Growing beaver populations have created a large number of new habitats along rivers and ponds. Beaver dams raise the water level, enabling the dissolution of the organic carbon from the soil. From beaver ponds, carbon is released to the atmosphere. Part of the carbon settles down on the bottom, ending up used by plants or transported downstream in the water.
"An increase in the number of beavers has an impact on the climate since a rising water level affects the interaction between beaver ponds, water and air, as well as the carbon balance of the zone of ground closest to water," says Petri Nummi, University Lecturer at the University of Helsinki, Finland.

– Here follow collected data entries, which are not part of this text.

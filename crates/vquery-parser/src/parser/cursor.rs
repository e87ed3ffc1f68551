//! Character cursor over the query source
//!
//! Positions are character offsets, not byte offsets, so that diagnostics line
//! up with what the user typed.

/// A character-by-character cursor with a save/restore stack
#[derive(Debug, Clone)]
pub struct Cursor {
    chars: Vec<char>,
    position: usize,
    saved: Vec<usize>,
}

impl Cursor {
    /// Create a cursor positioned at the start of `input`
    pub fn new(input: &str) -> Self {
        Self {
            chars: input.chars().collect(),
            position: 0,
            saved: Vec::new(),
        }
    }

    /// Return the current character and advance past it
    pub fn next(&mut self) -> Option<char> {
        let c = self.peek()?;
        self.position += 1;
        Some(c)
    }

    /// Return the current character without advancing
    pub fn peek(&self) -> Option<char> {
        self.chars.get(self.position).copied()
    }

    pub fn eof(&self) -> bool {
        self.position >= self.chars.len()
    }

    /// Current character offset
    pub fn position(&self) -> usize {
        self.position
    }

    /// Number of characters in the source
    pub fn len(&self) -> usize {
        self.chars.len()
    }

    pub fn is_empty(&self) -> bool {
        self.chars.is_empty()
    }

    /// Characters in `start..end`, clamped to the source
    pub fn slice(&self, start: usize, end: usize) -> String {
        let end = end.min(self.chars.len());
        let start = start.min(end);
        self.chars[start..end].iter().collect()
    }

    /// Push the current position so a speculative scan can be undone
    pub fn save(&mut self) {
        self.saved.push(self.position);
    }

    /// Pop the last saved position and rewind to it (no-op if nothing was saved)
    pub fn restore(&mut self) {
        if let Some(position) = self.saved.pop() {
            self.position = position;
        }
    }

    /// Consume characters while `predicate` holds
    pub fn read_while(&mut self, predicate: impl Fn(char) -> bool) -> String {
        let mut s = String::new();
        while let Some(c) = self.peek() {
            if !predicate(c) {
                break;
            }
            s.push(c);
            self.position += 1;
        }
        s
    }
}

#[cfg(test)]
mod tests {
    use super::*;

    #[test]
    fn test_next_and_peek() {
        let mut cursor = Cursor::new("ab");
        assert_eq!(cursor.peek(), Some('a'));
        assert_eq!(cursor.next(), Some('a'));
        assert_eq!(cursor.peek(), Some('b'));
        assert_eq!(cursor.next(), Some('b'));
        assert!(cursor.eof());
        assert_eq!(cursor.next(), None);
        assert_eq!(cursor.peek(), None);
        assert_eq!(cursor.position(), 2);
    }

    #[test]
    fn test_empty_input() {
        let cursor = Cursor::new("");
        assert!(cursor.eof());
        assert!(cursor.is_empty());
    }

    #[test]
    fn test_save_restore() {
        let mut cursor = Cursor::new("severity");
        cursor.next();
        cursor.save();
        cursor.next();
        cursor.next();
        assert_eq!(cursor.position(), 3);
        cursor.restore();
        assert_eq!(cursor.position(), 1);
        assert_eq!(cursor.peek(), Some('e'));
    }

    #[test]
    fn test_nested_save_restore() {
        let mut cursor = Cursor::new("abcdef");
        cursor.save();
        cursor.next();
        cursor.save();
        cursor.next();
        cursor.next();
        cursor.restore();
        assert_eq!(cursor.position(), 1);
        cursor.restore();
        assert_eq!(cursor.position(), 0);
    }

    #[test]
    fn test_restore_without_save_is_noop() {
        let mut cursor = Cursor::new("abc");
        cursor.next();
        cursor.restore();
        assert_eq!(cursor.position(), 1);
    }

    #[test]
    fn test_positions_count_characters() {
        let mut cursor = Cursor::new("日本 x");
        cursor.read_while(|c| c != ' ');
        assert_eq!(cursor.position(), 2);
        assert_eq!(cursor.len(), 4);
    }

    #[test]
    fn test_slice_is_clamped() {
        let cursor = Cursor::new("hello");
        assert_eq!(cursor.slice(1, 3), "el");
        assert_eq!(cursor.slice(3, 100), "lo");
        assert_eq!(cursor.slice(10, 20), "");
    }
}
//! vquery parser
//!
//! Turns a compact, human-typed filter query into a typed AST for a
//! downstream query builder.
//!
//! ```text
//! severity > 2 < 5 | tags not in ("a", "b") | software in ("Adobe Acrobat" gt 1.3)
//! ```
//!
//! Clauses are separated by `|` and come back in source order. Field names are
//! checked against a caller-supplied set; `filter`, `group` and `software` are
//! reserved words that bypass the check.
//!
//! # Example
//!
//! ```rust
//! use vquery_parser::{parse, Query};
//!
//! let queries = parse("id = CVE-2020-123 | severity > 4", ["id", "severity"]).unwrap();
//! assert_eq!(queries.len(), 2);
//! assert_eq!(queries[0].tag(), "exact");
//!
//! let err = parse("severity >", ["severity"]).unwrap_err();
//! assert_eq!(err.column_number, 10);
//! ```

pub mod parser;

// Re-export main types at crate root
pub use parser::{
    ErrorKind, Lexer, Parser, ParserConfig, ParserError, Query, RangeOp, Token, TokenKind,
};

/// Parse `query`, accepting only the given field names
pub fn parse<I, S>(query: &str, valid_fields: I) -> Result<Vec<Query>, ParserError>
where
    I: IntoIterator<Item = S>,
    S: Into<String>,
{
    let config = ParserConfig::new(valid_fields);
    Parser::new(query, &config).parse()
}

Current estimates indicate that beaver ponds range from carbon sinks to sources of carbon. Beaver ponds and meadows can fix as much as 470,000 tons of carbon per year or, alternatively, release 820,000 tons of carbon annually. Their overlapping functions as carbon sinks and sources make landscapes moulded by beavers complex.
Beavers conduct continuous landscaping
A beaver family usually changes territories once every three to five years, but can also stay in the same area as long as twenty years. After beavers abandon their territory, the dam gradually disintegrates and the pond empties. It may fill up again in, say, ten years as a result of returnees. Beaver habitats are in fact undergoing a constant change between terrestrial and aquatic ecosystems.

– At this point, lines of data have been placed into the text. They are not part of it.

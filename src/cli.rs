#![allow(clippy::missing_errors_doc)]

use clap::{Parser, ValueEnum};
use serde::{Deserialize, Serialize};

use crate::domain::weather::TemperatureUnit;

#[derive(Debug, Clone, Copy, ValueEnum, PartialEq, Eq)]
pub enum UnitsArg {
    #[value(name = "f", alias = "fahrenheit")]
    Fahrenheit,
    #[value(name = "c", alias = "celsius")]
    Celsius,
}

impl From<UnitsArg> for TemperatureUnit {
    fn from(value: UnitsArg) -> Self {
        match value {
            UnitsArg::Fahrenheit => Self::Fahrenheit,
            UnitsArg::Celsius => Self::Celsius,
        }
    }
}

#[derive(Debug, Clone, Copy, PartialEq, Eq, Serialize, Deserialize)]
pub enum IconMode {
    Unicode,
    Ascii,
    Emoji,
}

#[allow(clippy::struct_excessive_bools)]
#[derive(Debug, Parser, Clone)]
#[command(
    name = "petrichor",
    version,
    about = "US weather conditions and forecasts from weather.gov"
)]
pub struct Cli {
    /// Place or address to look up (US only)
    pub place: Option<String>,

    /// Latitude, instead of a place name
    #[arg(long, requires = "lon", allow_negative_numbers = true)]
    pub lat: Option<f64>,

    /// Longitude, instead of a place name
    #[arg(long, requires = "lat", allow_negative_numbers = true)]
    pub lon: Option<f64>,

    /// Display units (defaults to the saved preference, else Fahrenheit)
    #[arg(long, value_enum)]
    pub units: Option<UnitsArg>,

    /// Hours shown in the hourly strip (1..156)
    #[arg(long, value_parser = clap::value_parser!(u16).range(1..=156))]
    pub hours: Option<u16>,

    /// Print the report as JSON instead of text
    #[arg(long)]
    pub json: bool,

    /// Save --units and --hours as the new defaults
    #[arg(long)]
    pub remember: bool,

    /// Force ASCII icons
    #[arg(long, conflicts_with = "emoji_icons")]
    pub ascii_icons: bool,

    /// Force emoji icons
    #[arg(long)]
    pub emoji_icons: bool,

    /// weather.gov API base URL
    #[arg(long, default_value = "https://api.weather.gov")]
    pub nws_url: String,

    /// Nominatim search endpoint
    #[arg(long, default_value = "https://nominatim.openstreetmap.org/search")]
    pub geocode_url: String,
}
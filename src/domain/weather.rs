use chrono::{DateTime, FixedOffset, NaiveDate};
use serde::{Deserialize, Serialize};

mod compass;
mod conditions;
mod conversions;

pub use compass::{COMPASS_POINTS, degrees_to_compass};
pub use conditions::{WeatherCategory, condition_for_forecast, condition_icon};
pub use conversions::{
    celsius_to_fahrenheit, display_from_celsius, display_from_fahrenheit, fahrenheit_to_celsius,
    format_temperature, kmh_to_mph, meters_to_miles, pascals_to_in_hg,
};
pub(crate) use conversions::{round_half_up, to_celsius};

/// Display unit for temperatures. weather.gov forecasts arrive in Fahrenheit,
/// observations in Celsius.
#[derive(Debug, Clone, Copy, PartialEq, Eq, Default, Serialize, Deserialize)]
pub enum TemperatureUnit {
    #[default]
    #[serde(rename = "F")]
    Fahrenheit,
    #[serde(rename = "C")]
    Celsius,
}

impl TemperatureUnit {
    #[must_use]
    pub fn symbol(self) -> &'static str {
        match self {
            Self::Fahrenheit => "F",
            Self::Celsius => "C",
        }
    }
}

impl std::fmt::Display for TemperatureUnit {
    fn fmt(&self, f: &mut std::fmt::Formatter<'_>) -> std::fmt::Result {
        f.write_str(self.symbol())
    }
}

/// A value with its WMO unit code. `value` is `None` when the station did not
/// report it, which is not the same as zero.
#[derive(Debug, Clone, PartialEq, Default, Serialize, Deserialize)]
#[serde(rename_all = "camelCase")]
pub struct Measurement {
    #[serde(default)]
    pub unit_code: String,
    pub value: Option<f64>,
}

impl Measurement {
    #[must_use]
    pub fn percent(value: Option<f64>) -> Self {
        Self {
            unit_code: "wmoUnit:percent".to_string(),
            value,
        }
    }
}

/// One time-bounded segment of a 7-day or hourly forecast.
#[derive(Debug, Clone, PartialEq, Serialize, Deserialize)]
#[serde(rename_all = "camelCase")]
pub struct ForecastPeriod {
    pub number: u32,
    #[serde(default)]
    pub name: String,
    pub start_time: DateTime<FixedOffset>,
    pub end_time: DateTime<FixedOffset>,
    pub is_daytime: bool,
    pub temperature: f64,
    #[serde(default)]
    pub temperature_unit: TemperatureUnit,
    #[serde(default)]
    pub temperature_trend: Option<String>,
    #[serde(default)]
    pub probability_of_precipitation: Measurement,
    #[serde(default)]
    pub wind_speed: String,
    #[serde(default)]
    pub wind_direction: String,
    #[serde(default)]
    pub icon: String,
    #[serde(default)]
    pub short_forecast: String,
    #[serde(default)]
    pub detailed_forecast: String,
}

impl ForecastPeriod {
    /// Calendar date in the offset the upstream localized the period to.
    #[must_use]
    pub fn local_date(&self) -> NaiveDate {
        self.start_time.date_naive()
    }

    #[must_use]
    pub fn precip_chance(&self) -> Option<f64> {
        self.probability_of_precipitation.value
    }
}

/// The subset of a `/points/{lat},{lon}` lookup the rest of the app needs.
#[derive(Debug, Clone, PartialEq, Serialize, Deserialize)]
#[serde(rename_all = "camelCase")]
pub struct PointData {
    pub forecast_url: String,
    pub forecast_hourly_url: String,
    pub stations_url: String,
    pub city: String,
    pub state: String,
    pub time_zone: String,
}

impl PointData {
    #[must_use]
    pub fn place_name(&self) -> String {
        format!("{}, {}", self.city, self.state)
    }
}

/// Latest station observation in the raw units the API reports.
#[derive(Debug, Clone, PartialEq, Serialize, Deserialize)]
#[serde(rename_all = "camelCase")]
pub struct CurrentConditions {
    pub station_name: String,
    pub timestamp: String,
    pub description: String,
    pub icon: String,
    pub temperature_c: Option<f64>,
    pub dewpoint_c: Option<f64>,
    pub wind_direction_deg: Option<f64>,
    pub wind_speed_kmh: Option<f64>,
    pub wind_gust_kmh: Option<f64>,
    pub humidity: Option<f64>,
    pub visibility_m: Option<f64>,
    pub pressure_pa: Option<f64>,
    pub wind_chill_c: Option<f64>,
    pub heat_index_c: Option<f64>,
}

/// A geocoded place.
#[derive(Debug, Clone, PartialEq, Serialize, Deserialize)]
#[serde(rename_all = "camelCase")]
pub struct Location {
    pub display_name: String,
    pub latitude: f64,
    pub longitude: f64,
}

impl Location {
    #[must_use]
    pub fn from_coords(lat: f64, lon: f64) -> Self {
        Self {
            display_name: format!("{lat:.4}, {lon:.4}"),
            latitude: lat,
            longitude: lon,
        }
    }
}

#[derive(Debug, Clone)]
pub enum GeocodeResolution {
    Selected(Location),
    NotFound(String),
}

In the beginning of the 20th century, beavers were hunted to near extinction both in Europe and the central and southern regions of North America. According to estimates, there were 10 million beavers in Europe before the hunting began, out of which only some thousand survived in small, isolated populations across the continent.
Beavers were numerous in Finland as well. For millennia, the species was popular game among ancient Finns before being hunted to extinction towards the end of the 19th century.

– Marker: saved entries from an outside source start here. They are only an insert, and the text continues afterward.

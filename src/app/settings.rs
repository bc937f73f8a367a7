use std::{
    fs,
    path::{Path, PathBuf},
};

use anyhow::Context;
use serde::{Deserialize, Serialize};
use tracing::{debug, warn};

use crate::{cli::Cli, cli::IconMode, domain::weather::TemperatureUnit};

pub const DEFAULT_HOURLY_HOURS: u16 = 24;

#[derive(Debug, Clone, Copy, PartialEq, Eq, Serialize, Deserialize)]
#[serde(default)]
pub struct RuntimeSettings {
    pub units: TemperatureUnit,
    pub hourly_hours: u16,
    pub icon_mode: IconMode,
}

impl Default for RuntimeSettings {
    fn default() -> Self {
        Self {
            units: TemperatureUnit::Fahrenheit,
            hourly_hours: DEFAULT_HOURLY_HOURS,
            icon_mode: IconMode::Unicode,
        }
    }
}

impl RuntimeSettings {
    /// Layers explicit command-line choices over `self`.
    #[must_use]
    pub fn with_cli_overrides(mut self, cli: &Cli) -> Self {
        if let Some(units) = cli.units {
            self.units = units.into();
        }
        if let Some(hours) = cli.hours {
            self.hourly_hours = hours;
        }
        if cli.ascii_icons {
            self.icon_mode = IconMode::Ascii;
        } else if cli.emoji_icons {
            self.icon_mode = IconMode::Emoji;
        }
        self
    }
}

pub fn load_runtime_settings(cli: &Cli, enable_disk: bool) -> (RuntimeSettings, Option<PathBuf>) {
    if !enable_disk {
        return (RuntimeSettings::default().with_cli_overrides(cli), None);
    }

    let path = settings_path();
    let settings = load_runtime_settings_from(cli, path.as_deref());
    (settings, path)
}

/// Defaults, then the saved file at `path` if it parses, then CLI flags.
pub fn load_runtime_settings_from(cli: &Cli, path: Option<&Path>) -> RuntimeSettings {
    let saved = path.and_then(|path| {
        let content = fs::read_to_string(path).ok()?;
        match serde_json::from_str::<RuntimeSettings>(&content) {
            Ok(saved) => {
                debug!(path = %path.display(), "loaded saved settings");
                Some(saved)
            }
            Err(err) => {
                warn!(path = %path.display(), %err, "ignoring unreadable settings file");
                None
            }
        }
    });

    saved.unwrap_or_default().with_cli_overrides(cli)
}

pub fn save_runtime_settings(path: &Path, settings: &RuntimeSettings) -> anyhow::Result<()> {
    if let Some(parent) = path.parent() {
        fs::create_dir_all(parent).context("creating settings directory failed")?;
    }
    let payload =
        serde_json::to_string_pretty(settings).context("serializing settings payload failed")?;
    fs::write(path, payload).context("writing settings file failed")
}

pub fn settings_path() -> Option<PathBuf> {
    if let Some(base) = std::env::var_os("PETRICHOR_CONFIG_DIR") {
        return Some(PathBuf::from(base).join("settings.json"));
    }

    let home = std::env::var_os("HOME")?;
    Some(
        PathBuf::from(home)
            .join(".config")
            .join("petrichor")
            .join("settings.json"),
    )
}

"People today obviously have no idea of what pond and stream ecosystems are like in their natural state, since research in the field only began after beavers were taken out of the picture," says Nummi.
Beaver numbers have incrementally risen, and five years ago the entire European population was estimated to be at least one million specimens. Most of them belong to the original Eurasian beaver species, but, for example, Finland's current beaver population has its origins in the translocations of American and Eurasian beavers carried out in the late 1930s. Eurasian and American beavers do not interbreed.